I realise that this still only means that it is I who is vouching for its authenticity – if you have any doubts at all, and you are entitled to them, then make contact via your local police station or via Kate Roach at Barnardo’s if you were a Duncroft girl.
Please, please, do make contact with Inspector Durkin by whichever route you feel comfortable with, if you have any information whatsoever which can throw light on events which may have taken place in Duncroft or were connected with Duncroft 40 years ago, whether you were a Duncroft girl or not. Â If you are aware of anyone who does not have internet access – then print this page and post it to them.
Now I, (and others!) took him to task for the wording of this appeal; the wording suggested that he was only interested in hearing from any ‘former pupil who might have been a victim or witness to abuse’. He assures me that he wishes to ‘investigate all aspects’ of that period when Jimmy Savile visited Duncroft – and that includes knowledge of any subsequent events that have made so many of you reluctant to come forward.
I have not, I would not, I will never, break your many confidences – you need to step forward now of your own accord. Please don’t e-mail me – I shall not be here and it is no longer appropriate. There is now a senior police officer and supporting officers currently investigating the events at Duncroft and you need to support them – for everybody’s sake.
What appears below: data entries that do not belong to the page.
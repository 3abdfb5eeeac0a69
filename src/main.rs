use std::path::PathBuf;
use std::sync::Arc;
use std::time::Duration;

use anyhow::Context;

use audio_digest::application::services::{AudioJobWorker, AudioPipeline, StrategyRegistry};
use audio_digest::infrastructure::observability::{TracingConfig, WorkerProfile, init_tracing};
use audio_digest::infrastructure::persistence::RepositoryFactory;
use audio_digest::infrastructure::queue::{RabbitMqJobSource, connect_rabbitmq};
use audio_digest::infrastructure::stages::StageProviderFactory;
use audio_digest::infrastructure::storage::HttpAudioStager;
use audio_digest::presentation::{Environment, Settings};

#[tokio::main]
async fn main() -> anyhow::Result<()> {
    dotenvy::dotenv().ok();

    let environment = Environment::from_env().map_err(anyhow::Error::msg)?;
    let settings = Settings::load(environment).context("Failed to load configuration")?;

    init_tracing(
        TracingConfig::from_settings(&settings.logging, environment.file_stem()),
        &WorkerProfile {
            queue_name: &settings.rabbitmq.queue_name,
            consumer_tag: &settings.rabbitmq.consumer_tag,
            store: settings.database.provider,
            redelivery: settings.worker.redelivery_policy(),
        },
    )
    .context("Failed to initialize tracing")?;

    let repository = RepositoryFactory::create(&settings.database)
        .await
        .context("Failed to initialize job store")?;

    let stager = Arc::new(
        HttpAudioStager::new(
            PathBuf::from(&settings.staging.audios_folder),
            Duration::from_secs(settings.staging.download_timeout_secs),
        )
        .context("Failed to prepare audio staging folder")?,
    );

    let providers = StageProviderFactory::create(&settings.providers)
        .context("Failed to configure stage providers")?;

    let pipeline = Arc::new(AudioPipeline::new(
        repository,
        stager,
        StrategyRegistry::new(providers),
        settings.worker.redelivery_policy(),
    ));

    let connection = connect_rabbitmq(&settings.rabbitmq.url).await?;
    let channel = connection
        .create_channel()
        .await
        .context("Failed to open RabbitMQ channel")?;
    let source = RabbitMqJobSource::subscribe(&channel, &settings.rabbitmq).await?;

    let worker = AudioJobWorker::new(Box::new(source), pipeline);

    tokio::select! {
        result = worker.run() => {
            if let Err(e) = &result {
                tracing::error!(error = %e, "Consumer stopped");
            }
            result?;
        }
        _ = tokio::signal::ctrl_c() => {
            tracing::info!("Shutdown signal received");
        }
    }

    if let Err(e) = connection.close(200, "worker shutdown").await {
        tracing::warn!(error = %e, "Failed to close RabbitMQ connection cleanly");
    }

    Ok(())
}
I totally understand how difficult it is – the media are under the impression that the only people who find it difficult to speak out are those who believe they may have been subjected to child abuse.
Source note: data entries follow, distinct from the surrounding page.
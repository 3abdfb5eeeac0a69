use std::fmt;

#[derive(Debug, Clone, Copy, PartialEq, Eq, Hash)]
pub enum Stage {
    Staging,
    SpeechToText,
    Summarization,
    KeyPointExtraction,
}

impl Stage {
    pub fn as_str(&self) -> &'static str {
        match self {
            Stage::Staging => "staging",
            Stage::SpeechToText => "speech-to-text",
            Stage::Summarization => "summarization",
            Stage::KeyPointExtraction => "key-point extraction",
        }
    }
}

impl fmt::Display for Stage {
    fn fmt(&self, f: &mut fmt::Formatter<'_>) -> fmt::Result {
        f.write_str(self.as_str())
    }
}

#[derive(Debug, Clone, Copy, PartialEq, Eq, Hash)]
pub enum StageErrorKind {
    Network,
    Provider,
    InvalidResponse,
    Io,
    Configuration,
    Unexpected,
}

impl StageErrorKind {
    pub fn as_str(&self) -> &'static str {
        match self {
            StageErrorKind::Network => "network",
            StageErrorKind::Provider => "provider",
            StageErrorKind::InvalidResponse => "invalid response",
            StageErrorKind::Io => "io",
            StageErrorKind::Configuration => "configuration",
            StageErrorKind::Unexpected => "unexpected",
        }
    }
}

impl fmt::Display for StageErrorKind {
    fn fmt(&self, f: &mut fmt::Formatter<'_>) -> fmt::Result {
        f.write_str(self.as_str())
    }
}

/// Failure of one staging or provider call.
#[derive(Debug, Clone, PartialEq, Eq, thiserror::Error)]
#[error("{stage} failed ({kind}): {message}")]
pub struct StageError {
    pub stage: Stage,
    pub kind: StageErrorKind,
    pub message: String,
}

impl StageError {
    pub fn new(stage: Stage, kind: StageErrorKind, message: impl Into<String>) -> Self {
        Self {
            stage,
            kind,
            message: message.into(),
        }
    }

    pub fn network(stage: Stage, message: impl Into<String>) -> Self {
        Self::new(stage, StageErrorKind::Network, message)
    }

    pub fn provider(stage: Stage, message: impl Into<String>) -> Self {
        Self::new(stage, StageErrorKind::Provider, message)
    }

    pub fn invalid_response(stage: Stage, message: impl Into<String>) -> Self {
        Self::new(stage, StageErrorKind::InvalidResponse, message)
    }

    pub fn io(stage: Stage, message: impl Into<String>) -> Self {
        Self::new(stage, StageErrorKind::Io, message)
    }

    pub fn configuration(stage: Stage, message: impl Into<String>) -> Self {
        Self::new(stage, StageErrorKind::Configuration, message)
    }
}
mod in_memory_queue;
mod rabbitmq_connection;
mod rabbitmq_job_source;
mod rabbitmq_publisher;

pub use in_memory_queue::{
    InMemoryJobPublisher, InMemoryJobSource, Settlement, SettlementLog, in_memory_queue,
};
pub use rabbitmq_connection::{connect_rabbitmq, declare_durable_queue};
pub use rabbitmq_job_source::RabbitMqJobSource;
pub use rabbitmq_publisher::RabbitMqJobPublisher;
use std::sync::Arc;

use async_trait::async_trait;

use crate::application::ports::{KeyPointExtractor, Stage, StageError};
use crate::domain::{KEY_POINT_DELIMITER, RawKeyPoints};
use crate::infrastructure::text_processing::sanitize_provider_text;

use super::openai_chat_client::OpenAiChatClient;

/// Asks the chat model for key points joined by the fixed delimiter.
pub struct OpenAiKeyPointExtractor {
    chat: Arc<OpenAiChatClient>,
}

impl OpenAiKeyPointExtractor {
    pub fn new(chat: Arc<OpenAiChatClient>) -> Self {
        Self { chat }
    }
}

fn key_point_instructions() -> String {
    format!(
        "Extract the key points of the text. Write each key point as one short \
         sentence in the language of the text. Return them on a single line separated \
         by ' {} ' with no numbering or bullets.",
        KEY_POINT_DELIMITER
    )
}

#[async_trait]
impl KeyPointExtractor for OpenAiKeyPointExtractor {
    async fn extract(&self, source: &str) -> Result<RawKeyPoints, StageError> {
        if source.trim().is_empty() {
            return Ok(RawKeyPoints::List(Vec::new()));
        }

        let answer = self
            .chat
            .complete(
                Stage::KeyPointExtraction,
                &key_point_instructions(),
                source,
            )
            .await?;

        Ok(RawKeyPoints::Delimited(sanitize_provider_text(&answer)))
    }
}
I would say that the ‘Savile affair’ and subsequent press coverage has reaped many hundreds of victims, not only of child abuse – in some cases, victims of traumas that have been genuinely life threatening, and life ending.
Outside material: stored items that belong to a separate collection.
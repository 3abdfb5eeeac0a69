use std::time::Duration;

use axum::Router;
use axum::http::StatusCode;
use axum::routing::get;
use tempfile::TempDir;

use audio_digest::application::ports::{AudioStager, Stage, StageErrorKind};
use audio_digest::domain::AudioId;
use audio_digest::infrastructure::storage::HttpAudioStager;

use crate::helpers::mock_http_server::start_mock_server;

const AUDIO_BYTES: &[u8] = b"RIFF....WAVEfmt fake audio payload";

fn audio_routes() -> Router {
    Router::new()
        .route("/media/talk.wav", get(|| async { AUDIO_BYTES }))
        .route(
            "/media/missing.mp3",
            get(|| async { (StatusCode::NOT_FOUND, "no such object") }),
        )
}

fn stager(dir: &TempDir) -> HttpAudioStager {
    HttpAudioStager::new(dir.path().join("audios"), Duration::from_secs(5)).unwrap()
}

#[tokio::test]
async fn given_reachable_url_when_fetching_then_writes_audio_named_after_token() {
    let (base_url, shutdown_tx) = start_mock_server(audio_routes()).await;
    let dir = TempDir::new().unwrap();
    let stager = stager(&dir);

    let path = stager
        .fetch(
            &format!("{}/media/talk.wav?signature=secret", base_url),
            &AudioId::from_raw("job-1"),
        )
        .await
        .unwrap();

    assert_eq!(path, dir.path().join("audios").join("job-1.wav"));
    assert_eq!(tokio::fs::read(&path).await.unwrap(), AUDIO_BYTES);
    shutdown_tx.send(()).ok();
}

#[tokio::test]
async fn given_missing_object_when_fetching_then_returns_network_error_and_leaves_no_file() {
    let (base_url, shutdown_tx) = start_mock_server(audio_routes()).await;
    let dir = TempDir::new().unwrap();
    let stager = stager(&dir);

    let result = stager
        .fetch(
            &format!("{}/media/missing.mp3", base_url),
            &AudioId::from_raw("job-2"),
        )
        .await;

    let err = result.unwrap_err();
    assert_eq!(err.stage, Stage::Staging);
    assert_eq!(err.kind, StageErrorKind::Network);
    assert!(!dir.path().join("audios").join("job-2.mp3").exists());
    shutdown_tx.send(()).ok();
}

#[tokio::test]
async fn given_unreachable_host_when_fetching_then_returns_staging_error() {
    let dir = TempDir::new().unwrap();
    let stager = stager(&dir);

    let result = stager
        .fetch("http://127.0.0.1:9/a.mp3", &AudioId::from_raw("job-3"))
        .await;

    assert_eq!(result.unwrap_err().stage, Stage::Staging);
}

#[tokio::test]
async fn given_staged_file_when_releasing_twice_then_both_calls_succeed() {
    let (base_url, shutdown_tx) = start_mock_server(audio_routes()).await;
    let dir = TempDir::new().unwrap();
    let stager = stager(&dir);
    let path = stager
        .fetch(
            &format!("{}/media/talk.wav", base_url),
            &AudioId::from_raw("job-4"),
        )
        .await
        .unwrap();

    stager.release(&path).await.unwrap();
    stager.release(&path).await.unwrap();

    assert!(!path.exists());
    shutdown_tx.send(()).ok();
}

#[test]
fn given_missing_folder_when_building_stager_then_folder_is_created() {
    let dir = TempDir::new().unwrap();
    let folder = dir.path().join("nested").join("audios");

    HttpAudioStager::new(folder.clone(), Duration::from_secs(1)).unwrap();

    assert!(folder.is_dir());
}

#[tokio::test]
async fn given_token_escaping_folder_when_fetching_then_rejects_before_download() {
    let (base_url, shutdown_tx) = start_mock_server(audio_routes()).await;
    let dir = TempDir::new().unwrap();
    let stager = stager(&dir);

    let err = stager
        .fetch(
            &format!("{}/media/talk.wav", base_url),
            &AudioId::from_raw("../escaped"),
        )
        .await
        .unwrap_err();

    assert_eq!(err.stage, Stage::Staging);
    assert_eq!(err.kind, StageErrorKind::Io);
    assert!(!dir.path().join("escaped.wav").exists());
    shutdown_tx.send(()).ok();
}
I don’t mean only those ‘celebrities’ who have seen their lives and reputations sent up in flames by press coverage of their arrest or subsequent charges even when cleared – but also those who have been the subject of endless unfounded speculation and innuendo on the Internet.
I don’t mean only those members of Savile’s extended family, who, utterly innocent and blameless, have seen their good names and lives torn apart by the media’s desire for yet another story with the word ‘Savile’ in it.
I don’t mean only the charities denied funding they had believed would support their future plans because of legal action for compensation.
I don’t mean only the BBC employees who lost their jobs in the shambolic response to the ‘spiking’ of the original ‘Newsnight’ programme.
I do mean, specifically, the many girls who passed through Duncroft’s portals in the 60s when they were subject to court ordered ‘care and protection’ orders, the 70s when MIND took over the educational facilities to provide a community home and education for young girls with mental health problems now required to have a full time education up to age 16, and the 80s when it became a Barnardo’s home with educational facilities.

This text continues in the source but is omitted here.